--- Input records ---
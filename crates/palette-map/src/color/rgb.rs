//! 8-bit RGB color type
//!
//! [`Rgb`] is the value type shared by palettes, pixels and matchers. Every
//! derived attribute (luminance, HSL) is computed on demand.

use std::fmt;
use std::str::FromStr;

use crate::palette::ParseColorError;

/// Luminance weight of the red channel.
const LUMA_R: f64 = 0.299;
/// Luminance weight of the green channel.
const LUMA_G: f64 = 0.587;
/// Luminance weight of the blue channel.
const LUMA_B: f64 = 0.114;

/// A color with three 8-bit channels.
///
/// # Example
///
/// ```
/// use palette_map::Rgb;
///
/// let orange: Rgb = "#FF8000".parse().unwrap();
/// assert_eq!(orange, Rgb::new(255, 128, 0));
/// ```
#[derive(Debug, Clone, Copy, PartialEq, Eq, Hash, Default)]
pub struct Rgb {
    /// Red channel (0..=255)
    pub r: u8,
    /// Green channel (0..=255)
    pub g: u8,
    /// Blue channel (0..=255)
    pub b: u8,
}

impl Rgb {
    /// Create a color from its channels.
    #[inline]
    pub const fn new(r: u8, g: u8, b: u8) -> Self {
        Self { r, g, b }
    }

    /// Perceptual luminance `0.299r + 0.587g + 0.114b`, in 0.0..=255.0.
    ///
    /// # Example
    /// ```
    /// use palette_map::Rgb;
    /// assert_eq!(Rgb::new(0, 0, 0).luminance(), 0.0);
    /// assert!((Rgb::new(255, 255, 255).luminance() - 255.0).abs() < 1e-9);
    /// ```
    #[inline]
    pub fn luminance(self) -> f64 {
        LUMA_R * self.r as f64 + LUMA_G * self.g as f64 + LUMA_B * self.b as f64
    }

    /// Sum of the three channels (0..=765).
    #[inline]
    pub fn channel_sum(self) -> u16 {
        self.r as u16 + self.g as u16 + self.b as u16
    }
}

impl fmt::Display for Rgb {
    /// Formats as `#RRGGBB` (uppercase).
    fn fmt(&self, f: &mut fmt::Formatter<'_>) -> fmt::Result {
        write!(f, "#{:02X}{:02X}{:02X}", self.r, self.g, self.b)
    }
}

impl FromStr for Rgb {
    type Err = ParseColorError;

    /// Parse a color from a `#RRGGBB` or `RRGGBB` hex string.
    ///
    /// Parsing is case-insensitive and surrounding whitespace is trimmed.
    /// Shorthand `#RGB` is not accepted.
    ///
    /// # Examples
    ///
    /// ```
    /// use palette_map::Rgb;
    ///
    /// let white: Rgb = "#FFFFFF".parse().unwrap();
    /// assert_eq!(white, Rgb::new(255, 255, 255));
    ///
    /// let teal: Rgb = "008080".parse().unwrap();
    /// assert_eq!(teal, Rgb::new(0, 128, 128));
    ///
    /// assert!("#FFF".parse::<Rgb>().is_err());
    /// ```
    fn from_str(s: &str) -> Result<Self, Self::Err> {
        let s = s.trim();
        let s = s.strip_prefix('#').unwrap_or(s);

        // Checked before slicing so that multi-byte input never splits a char
        if let Some(bad) = s.chars().find(|c| !c.is_ascii_hexdigit()) {
            return Err(ParseColorError::InvalidDigit(bad));
        }
        if s.len() != 6 {
            return Err(ParseColorError::InvalidLength(s.len()));
        }

        let channel = |range: std::ops::Range<usize>| {
            u8::from_str_radix(&s[range], 16).map_err(|_| ParseColorError::InvalidLength(s.len()))
        };
        Ok(Self::new(channel(0..2)?, channel(2..4)?, channel(4..6)?))
    }
}

#[cfg(test)]
mod tests {
    use super::*;

    #[test]
    fn test_parse_with_and_without_hash() {
        assert_eq!("#31210b".parse::<Rgb>().unwrap(), Rgb::new(0x31, 0x21, 0x0b));
        assert_eq!("31210B".parse::<Rgb>().unwrap(), Rgb::new(0x31, 0x21, 0x0b));
        assert_eq!("  #808080 ".parse::<Rgb>().unwrap(), Rgb::new(128, 128, 128));
    }

    #[test]
    fn test_parse_rejects_bad_length() {
        assert_eq!("#FFF".parse::<Rgb>(), Err(ParseColorError::InvalidLength(3)));
        assert_eq!("".parse::<Rgb>(), Err(ParseColorError::InvalidLength(0)));
        assert_eq!(
            "#FFFFFFFF".parse::<Rgb>(),
            Err(ParseColorError::InvalidLength(8))
        );
    }

    #[test]
    fn test_parse_rejects_non_hex() {
        assert_eq!("#GG0000".parse::<Rgb>(), Err(ParseColorError::InvalidDigit('G')));
        // from_str_radix alone would accept a leading sign
        assert_eq!("+F0000".parse::<Rgb>(), Err(ParseColorError::InvalidDigit('+')));
        assert_eq!("##000000".parse::<Rgb>(), Err(ParseColorError::InvalidDigit('#')));
        assert!(matches!(
            "ééé".parse::<Rgb>(),
            Err(ParseColorError::InvalidDigit('é'))
        ));
    }

    #[test]
    fn test_luminance_weights() {
        assert!((Rgb::new(255, 0, 0).luminance() - 76.245).abs() < 1e-9);
        assert!((Rgb::new(0, 255, 0).luminance() - 149.685).abs() < 1e-9);
        assert!((Rgb::new(0, 0, 255).luminance() - 29.07).abs() < 1e-9);
    }

    #[test]
    fn test_display_is_uppercase_hex() {
        assert_eq!(Rgb::new(0x31, 0x21, 0x0b).to_string(), "#31210B");
    }

    #[test]
    fn test_channel_sum_does_not_overflow() {
        assert_eq!(Rgb::new(255, 255, 255).channel_sum(), 765);
    }
}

--- About this exercise ---
Filter the entries down to the lines with the word "teal" in them.

--- Result ---
    /// let teal: Rgb = "008080".parse().unwrap();
    /// assert_eq!(teal, Rgb::new(0, 128, 128));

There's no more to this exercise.